Category: Forex News, News
Crude Oil Price Forecast: Tight Range Signals Potential Volatility Ahead
Stuck With Range From 69.42 to 71.41
Two key near-term price levels to watch include potential support around the 20-Day MA, now at 69.42, and resistance at last week’s high of 71.41. Although a decline below the 20-Day line is a sign of weakness, the top trendline is also nearby and can be watched in conjunction with the moving average line as a potential support area. In this case, both moving averages are being used as a guide, but they are within a consolidation pattern, so their current significance is not the same as if crude oil was in a trending environment.

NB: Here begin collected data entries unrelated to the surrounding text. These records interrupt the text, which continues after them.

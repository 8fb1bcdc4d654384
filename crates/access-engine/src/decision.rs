//! # Access Decision Engine
//!
//! Answers "does this effective permission set satisfy this required
//! level". Pure exact-match semantics: the required key must be present,
//! or the set must hold the `\Global\*` super-admin sentinel. There is no
//! prefix or glob matching — generalizing this would change the security
//! model and is deliberately not done here.

use std::collections::HashSet;

use access_model::{AccessEntity, GLOBAL_ACCESS};

use crate::resolver::effective_permissions;
use crate::store::{EntityStore, StoreResult};

/// Decide whether an effective permission set grants a required level.
///
/// An unknown `required` key is simply no match, never an error.
///
/// # Example
///
/// ```
/// use std::collections::HashSet;
/// use access_engine::has_access;
/// use access_model::GLOBAL_ACCESS;
///
/// let perms: HashSet<String> = [r"\Api\Read".to_string()].into();
/// assert!(has_access(&perms, r"\Api\Read"));
/// assert!(!has_access(&perms, r"\Api\Write"));
///
/// let admin: HashSet<String> = [GLOBAL_ACCESS.to_string()].into();
/// assert!(has_access(&admin, r"\Anything\Here"));
/// ```
pub fn has_access(effective_permissions: &HashSet<String>, required: &str) -> bool {
    effective_permissions.contains(required) || effective_permissions.contains(GLOBAL_ACCESS)
}

/// Resolve an entity's effective permissions and decide in one call.
///
/// Convenience wrapper for request handling: group references are
/// expanded live against the store, then the pure decision applies.
/// "No access" is an `Ok(false)`, only store failures are errors.
pub async fn entity_has_access(
    entity: &AccessEntity,
    store: &dyn EntityStore,
    required: &str,
) -> StoreResult<bool> {
    let effective = effective_permissions(entity, store).await?;
    Ok(has_access(&effective, required))
}
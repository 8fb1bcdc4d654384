//! # Request Authentication Protocol
//!
//! Stateless per call: parse the credential, look up the claimed token,
//! recompute the expected signature, compare in constant time. Every
//! request is authenticated independently; there is no session state and
//! no replay window.
//!
//! The two deny paths are logged distinctly (malformed vs. failed) but
//! surface differently only in the error variant's status code — a failed
//! authentication never says whether the key was unknown or the signature
//! wrong.

use std::sync::Arc;

use base64::engine::general_purpose::STANDARD as BASE64;
use base64::Engine as _;
use serde_json::Value;

use access_engine::EntityStore;
use access_model::AccessEntity;

use crate::credentials::CredentialManager;
use crate::error::{AuthError, AuthResult};
use crate::signature::verify_signature;

/// A parsed `Authorization` credential: public key + claimed signature.
#[derive(Debug, Clone, PartialEq, Eq)]
pub struct ApiCredential {
    /// The claimed public key.
    pub public_key: String,
    /// The claimed request signature (hex).
    pub signature: String,
}

impl ApiCredential {
    /// Create a credential from its parts.
    pub fn new(public_key: impl Into<String>, signature: impl Into<String>) -> Self {
        Self {
            public_key: public_key.into(),
            signature: signature.into(),
        }
    }

    /// Parse an inbound `Authorization` value.
    ///
    /// Accepts `["Basic" whitespace] base64(publicKey ":" signature)`.
    /// The decoded value is split on the *first* `:`; a value without a
    /// colon is a malformed request, rejected before any lookup.
    ///
    /// # Example
    ///
    /// ```
    /// use access_signing::ApiCredential;
    ///
    /// let header = ApiCredential::new("pub", "sig").encode();
    /// let parsed = ApiCredential::parse(&format!("Basic {}", header)).unwrap();
    /// assert_eq!(parsed.public_key, "pub");
    /// assert_eq!(parsed.signature, "sig");
    /// ```
    pub fn parse(authorization: &str) -> AuthResult<Self> {
        let value = authorization.trim();
        // The scheme prefix counts only when whitespace separates it from
        // the credential; a bare base64 value that happens to start with
        // the letters "Basic" stays untouched.
        let value = match value.strip_prefix("Basic") {
            Some(rest) if rest.starts_with(char::is_whitespace) => rest.trim_start(),
            _ => value,
        };

        let decoded = BASE64
            .decode(value)
            .map_err(|_| AuthError::MalformedCredential)?;
        let decoded = String::from_utf8(decoded).map_err(|_| AuthError::MalformedCredential)?;

        let (public_key, signature) = decoded
            .split_once(':')
            .ok_or(AuthError::MalformedCredential)?;

        Ok(Self {
            public_key: public_key.to_string(),
            signature: signature.to_string(),
        })
    }

    /// Encode as an `Authorization` value (without the `Basic` prefix).
    pub fn encode(&self) -> String {
        BASE64.encode(format!("{}:{}", self.public_key, self.signature))
    }
}

/// Runs the authentication pipeline for inbound requests.
#[derive(Clone)]
pub struct Authenticator {
    credentials: CredentialManager,
}

impl Authenticator {
    /// Create an authenticator over a store.
    pub fn new(store: Arc<dyn EntityStore>) -> Self {
        Self {
            credentials: CredentialManager::new(store),
        }
    }

    /// Create an authenticator over an existing credential manager.
    pub fn with_credentials(credentials: CredentialManager) -> Self {
        Self { credentials }
    }

    /// Authenticate an inbound request.
    ///
    /// # Arguments
    ///
    /// * `authorization` - The `Authorization` header value
    /// * `route` - The server-resolved route identifier
    /// * `params` - The complete parameter map the server parsed
    ///
    /// # Returns
    ///
    /// The authenticated token entity (the caller's principal), ready for
    /// permission resolution and access decisions.
    ///
    /// # Errors
    ///
    /// - [`AuthError::MalformedCredential`] if the header cannot be parsed
    /// - [`AuthError::AuthenticationFailed`] for unknown public key *or*
    ///   signature mismatch, uniformly
    /// - [`AuthError::Store`] only for storage failures
    pub async fn authenticate(
        &self,
        authorization: &str,
        route: &str,
        params: &Value,
    ) -> AuthResult<AccessEntity> {
        let credential = ApiCredential::parse(authorization).map_err(|err| {
            tracing::debug!(route, "rejected unparsable credential");
            err
        })?;

        let token = match self
            .credentials
            .lookup_by_public_key(&credential.public_key)
            .await?
        {
            Some(token) => token,
            None => {
                tracing::debug!(route, "authentication failed: unknown public key");
                return Err(AuthError::AuthenticationFailed);
            }
        };

        // Point of no return for cancellation: the comparison runs to
        // completion once started.
        if verify_signature(token.secret(), route, params, &credential.signature) {
            Ok(token)
        } else {
            tracing::debug!(route, "authentication failed: signature mismatch");
            Err(AuthError::AuthenticationFailed)
        }
    }
}

#[cfg(test)]
mod tests {
    use super::*;
    use crate::signature::sign_request;
    use access_engine::MemoryStore;
    use serde_json::json;

    fn setup() -> (MemoryStore, Authenticator, CredentialManager) {
        let store = MemoryStore::new();
        let shared: Arc<dyn EntityStore> = Arc::new(store.clone());
        let credentials = CredentialManager::new(Arc::clone(&shared));
        let authenticator = Authenticator::new(shared);
        (store, authenticator, credentials)
    }

    #[test]
    fn test_parse_round_trip() {
        let encoded = ApiCredential::new("pub-key", "sig-value").encode();
        let parsed = ApiCredential::parse(&encoded).unwrap();
        assert_eq!(parsed.public_key, "pub-key");
        assert_eq!(parsed.signature, "sig-value");
    }

    #[test]
    fn test_parse_accepts_basic_prefix_and_whitespace() {
        let encoded = ApiCredential::new("pub", "sig").encode();
        let parsed = ApiCredential::parse(&format!("  Basic  {}  ", encoded)).unwrap();
        assert_eq!(parsed.public_key, "pub");
    }

    #[test]
    fn test_basic_prefix_requires_whitespace() {
        let encoded = ApiCredential::new("pub", "sig").encode();

        // Glued onto the credential with no separator, "Basic" is part of
        // the base64 value, so the whole string must decode as one — and
        // this one does not.
        let err = ApiCredential::parse(&format!("Basic{}", encoded)).unwrap_err();
        assert!(matches!(err, AuthError::MalformedCredential));

        // With the separator the prefix is stripped as usual.
        let parsed = ApiCredential::parse(&format!("Basic {}", encoded)).unwrap();
        assert_eq!(parsed.public_key, "pub");
    }

    #[test]
    fn test_parse_splits_on_first_colon_only() {
        let encoded = BASE64.encode("pub:sig:with:colons");
        let parsed = ApiCredential::parse(&encoded).unwrap();
        assert_eq!(parsed.public_key, "pub");
        assert_eq!(parsed.signature, "sig:with:colons");
    }

    #[test]
    fn test_parse_rejects_missing_colon() {
        let encoded = BASE64.encode("no-delimiter-here");
        let err = ApiCredential::parse(&encoded).unwrap_err();
        assert!(matches!(err, AuthError::MalformedCredential));
    }

    #[test]
    fn test_parse_rejects_bad_base64() {
        let err = ApiCredential::parse("!!not-base64!!").unwrap_err();
        assert!(matches!(err, AuthError::MalformedCredential));
    }

    #[tokio::test]
    async fn test_authenticate_valid_request() {
        let (_store, authenticator, credentials) = setup();
        let issued = credentials.issue(None).await.unwrap();

        let params = json!({"page": 1});
        let signature = sign_request(&issued.secret_key, "items/list", &params).unwrap();
        let header = ApiCredential::new(&issued.public_key, signature).encode();

        let principal = authenticator
            .authenticate(&header, "items/list", &params)
            .await
            .unwrap();
        assert_eq!(principal.uuid, issued.entity.uuid);
    }

    #[tokio::test]
    async fn test_unknown_key_and_bad_signature_are_uniform() {
        let (_store, authenticator, credentials) = setup();
        let issued = credentials.issue(None).await.unwrap();
        let params = json!({});

        // Unknown public key.
        let header = ApiCredential::new("0000", "sig").encode();
        let unknown = authenticator
            .authenticate(&header, "r", &params)
            .await
            .unwrap_err();

        // Known key, wrong signature.
        let header = ApiCredential::new(&issued.public_key, "bad-signature").encode();
        let mismatch = authenticator
            .authenticate(&header, "r", &params)
            .await
            .unwrap_err();

        assert!(matches!(unknown, AuthError::AuthenticationFailed));
        assert!(matches!(mismatch, AuthError::AuthenticationFailed));
        assert_eq!(unknown.status_code(), mismatch.status_code());
        assert_eq!(unknown.error_code(), mismatch.error_code());
    }

    #[tokio::test]
    async fn test_tampered_params_rejected() {
        let (_store, authenticator, credentials) = setup();
        let issued = credentials.issue(None).await.unwrap();

        let signature =
            sign_request(&issued.secret_key, "items/list", &json!({"page": 1})).unwrap();
        let header = ApiCredential::new(&issued.public_key, signature).encode();

        let err = authenticator
            .authenticate(&header, "items/list", &json!({"page": 2}))
            .await
            .unwrap_err();
        assert!(matches!(err, AuthError::AuthenticationFailed));
    }

    #[tokio::test]
    async fn test_malformed_header_rejected_before_lookup() {
        let (_store, authenticator, _credentials) = setup();

        let err = authenticator
            .authenticate("garbage", "r", &json!({}))
            .await
            .unwrap_err();
        assert!(matches!(err, AuthError::MalformedCredential));
        assert_eq!(err.status_code(), 400);
    }
}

Breakout Above 71.41 Leads to 73.27
If the 71.41 high is exceeded, the November 22 swing high becomes the next target, and it will likely be reclaimed. A breakout above 71.41 would confirm strength and should increase the chance that the price of crude can keep rising. Also, on the larger time frame weekly chart (not shown), the 20-Week MA at 71.35 matches the November high pivot giving it a greater significance if a breakout occurs.

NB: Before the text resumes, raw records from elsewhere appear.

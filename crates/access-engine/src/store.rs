//! Storage collaborator seam
//!
//! This module defines the trait the durable store implements. The engine
//! treats each call as atomic: compound writes (uniqueness-checked
//! inserts, cascade deletes) either fully apply or leave prior state
//! intact. Retries, pooling and transactions live behind this seam, not
//! in the engine.

use async_trait::async_trait;
use thiserror::Error;
use uuid::Uuid;

use access_model::{AccessEntity, AccessLevel, EntityKind, PermissionGrant};

/// Store error types.
#[derive(Debug, Error)]
pub enum StoreError {
    /// A uniqueness constraint was violated (name per kind, level key).
    #[error("Conflict: {0}")]
    Conflict(String),

    /// The referenced row does not exist.
    #[error("Not found: {0}")]
    NotFound(String),

    /// The backend could not complete the call.
    #[error("Storage unavailable: {0}")]
    Unavailable(String),
}

/// Result type for store operations.
pub type StoreResult<T> = Result<T, StoreError>;

/// Durable storage for entities, access levels and permission grants.
///
/// Every method is a single atomic operation against the backend.
/// Methods that delete an aggregate (an entity, an access level) also
/// delete the grants referencing it in the same transaction — a partial
/// cascade is the single worst correctness failure in this subsystem.
#[async_trait]
pub trait EntityStore: Send + Sync {
    /// Find an entity by kind and name.
    async fn find_entity_by_name(
        &self,
        kind: EntityKind,
        name: &str,
    ) -> StoreResult<Option<AccessEntity>>;

    /// Find an entity by kind and UUID.
    async fn find_entity_by_uuid(
        &self,
        kind: EntityKind,
        uuid: &Uuid,
    ) -> StoreResult<Option<AccessEntity>>;

    /// List all entities of a kind.
    async fn list_entities(&self, kind: EntityKind) -> StoreResult<Vec<AccessEntity>>;

    /// Insert a new entity, assigning its store ID.
    ///
    /// Fails with [`StoreError::Conflict`] if an entity of the same kind
    /// already uses the name.
    ///
    /// # Returns
    ///
    /// The persisted entity with `id` populated.
    async fn insert_entity(&self, entity: &AccessEntity) -> StoreResult<AccessEntity>;

    /// Update a persisted entity in place (matched by UUID).
    async fn update_entity(&self, entity: &AccessEntity) -> StoreResult<()>;

    /// Delete an entity and, in the same transaction, every grant keyed
    /// by its UUID.
    async fn delete_entity(&self, uuid: &Uuid) -> StoreResult<()>;

    /// List the grant records held by an entity.
    async fn list_permissions(&self, uuid: &Uuid) -> StoreResult<Vec<PermissionGrant>>;

    /// Insert a grant record and add its key to the entity's raw
    /// permission set.
    ///
    /// Granting an already-held key is a no-op, never a duplicate.
    async fn insert_permission(&self, grant: &PermissionGrant) -> StoreResult<()>;

    /// Delete one entity's grant of one access-level key, removing it
    /// from the raw permission set as well.
    ///
    /// # Returns
    ///
    /// `true` if a grant was removed.
    async fn delete_permission(&self, uuid: &Uuid, level_key: &str) -> StoreResult<bool>;

    /// Delete every grant referencing an access-level key, across all
    /// entities, stripping the key from each raw permission set.
    ///
    /// # Returns
    ///
    /// The number of grants removed.
    async fn delete_permissions_by_level(&self, level_key: &str) -> StoreResult<u64>;

    /// Delete every grant held by one entity.
    ///
    /// # Returns
    ///
    /// The number of grants removed.
    async fn delete_permissions_by_entity(&self, uuid: &Uuid) -> StoreResult<u64>;

    /// Insert an access level.
    ///
    /// Fails with [`StoreError::Conflict`] if the key already exists.
    async fn insert_access_level(&self, level: &AccessLevel) -> StoreResult<()>;

    /// Delete an access level and, in the same transaction, every grant
    /// referencing its key.
    ///
    /// If the cascade cannot complete the whole call fails and the level
    /// stays in place.
    async fn delete_access_level(&self, key: &str) -> StoreResult<()>;

    /// List access levels, optionally filtered by owning namespace,
    /// ordered by key.
    async fn list_access_levels(&self, namespace: Option<&str>) -> StoreResult<Vec<AccessLevel>>;
}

If the 71.41 high is exceeded, then the 50% retracement area at 72.97 would be the next upside target. It matches with the November swing high at 73.27. Further up is the 61.8% Fibonacci retracement at 74.42, followed by the bottom and top boundary lines of a large symmetrical triangle pattern. Around the same price zone is the 78.6% retracement level at 76.47.

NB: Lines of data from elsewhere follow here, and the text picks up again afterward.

//! Canonical JSON encoding
//!
//! The signature covers `route + canonical_json(params)`, so client and
//! server must produce byte-identical serializations of the parameter
//! map. The pinned rules:
//!
//! - object keys are sorted lexicographically by UTF-8 byte order, at
//!   every nesting depth
//! - arrays keep their order
//! - numbers and string escapes use serde_json's default formatting
//! - no insignificant whitespace
//!
//! Any client implementation, in any language, must reproduce these rules
//! exactly. Incidental map ordering is never relied on.

use serde_json::{Map, Value};

use crate::error::{AuthError, AuthResult};

/// Serialize a parameter value with the pinned canonical encoding.
///
/// # Example
///
/// ```
/// use access_signing::canonical_json;
/// use serde_json::json;
///
/// let a = json!({"b": 1, "a": {"d": 2, "c": 3}});
/// assert_eq!(canonical_json(&a).unwrap(), r#"{"a":{"c":3,"d":2},"b":1}"#);
/// ```
pub fn canonical_json(value: &Value) -> AuthResult<String> {
    serde_json::to_string(&canonicalize(value))
        .map_err(|e| AuthError::Internal(format!("canonical encoding failed: {}", e)))
}

/// Rebuild a value with object keys in sorted order at every depth.
fn canonicalize(value: &Value) -> Value {
    match value {
        Value::Object(map) => {
            let mut keys: Vec<&String> = map.keys().collect();
            keys.sort();
            let mut sorted = Map::new();
            for key in keys {
                sorted.insert(key.clone(), canonicalize(&map[key]));
            }
            Value::Object(sorted)
        }
        Value::Array(items) => Value::Array(items.iter().map(canonicalize).collect()),
        other => other.clone(),
    }
}

#[cfg(test)]
mod tests {
    use super::*;
    use serde_json::json;

    #[test]
    fn test_keys_are_sorted() {
        let value = json!({"zeta": 1, "alpha": 2, "mid": 3});
        assert_eq!(
            canonical_json(&value).unwrap(),
            r#"{"alpha":2,"mid":3,"zeta":1}"#
        );
    }

    #[test]
    fn test_nested_objects_are_sorted() {
        let value = json!({"outer": {"b": {"z": 1, "a": 2}, "a": 3}});
        assert_eq!(
            canonical_json(&value).unwrap(),
            r#"{"outer":{"a":3,"b":{"a":2,"z":1}}}"#
        );
    }

    #[test]
    fn test_arrays_keep_order() {
        let value = json!({"list": [3, 1, 2]});
        assert_eq!(canonical_json(&value).unwrap(), r#"{"list":[3,1,2]}"#);
    }

    #[test]
    fn test_objects_inside_arrays_are_sorted() {
        let value = json!([{"b": 1, "a": 2}]);
        assert_eq!(canonical_json(&value).unwrap(), r#"[{"a":2,"b":1}]"#);
    }

    #[test]
    fn test_encoding_is_deterministic() {
        let a = json!({"x": 1, "y": [true, null, "s"]});
        assert_eq!(canonical_json(&a).unwrap(), canonical_json(&a).unwrap());
    }

    #[test]
    fn test_scalars() {
        assert_eq!(canonical_json(&json!(null)).unwrap(), "null");
        assert_eq!(canonical_json(&json!(42)).unwrap(), "42");
        assert_eq!(canonical_json(&json!("s")).unwrap(), r#""s""#);
    }
}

Lower Volatility, Leads to Higher Volatility
Since crude has been consolidating recently into a tight trading range, there is the potential for a spike in volatility once the range has been cleared. A somewhat downward bias remains given the series of lower swing highs and the breakdown from a large symmetrical triangle pattern at the beginning of September. The impact of the pattern and breakdown is still being felt given that recent consolidation has occurred below the triangle.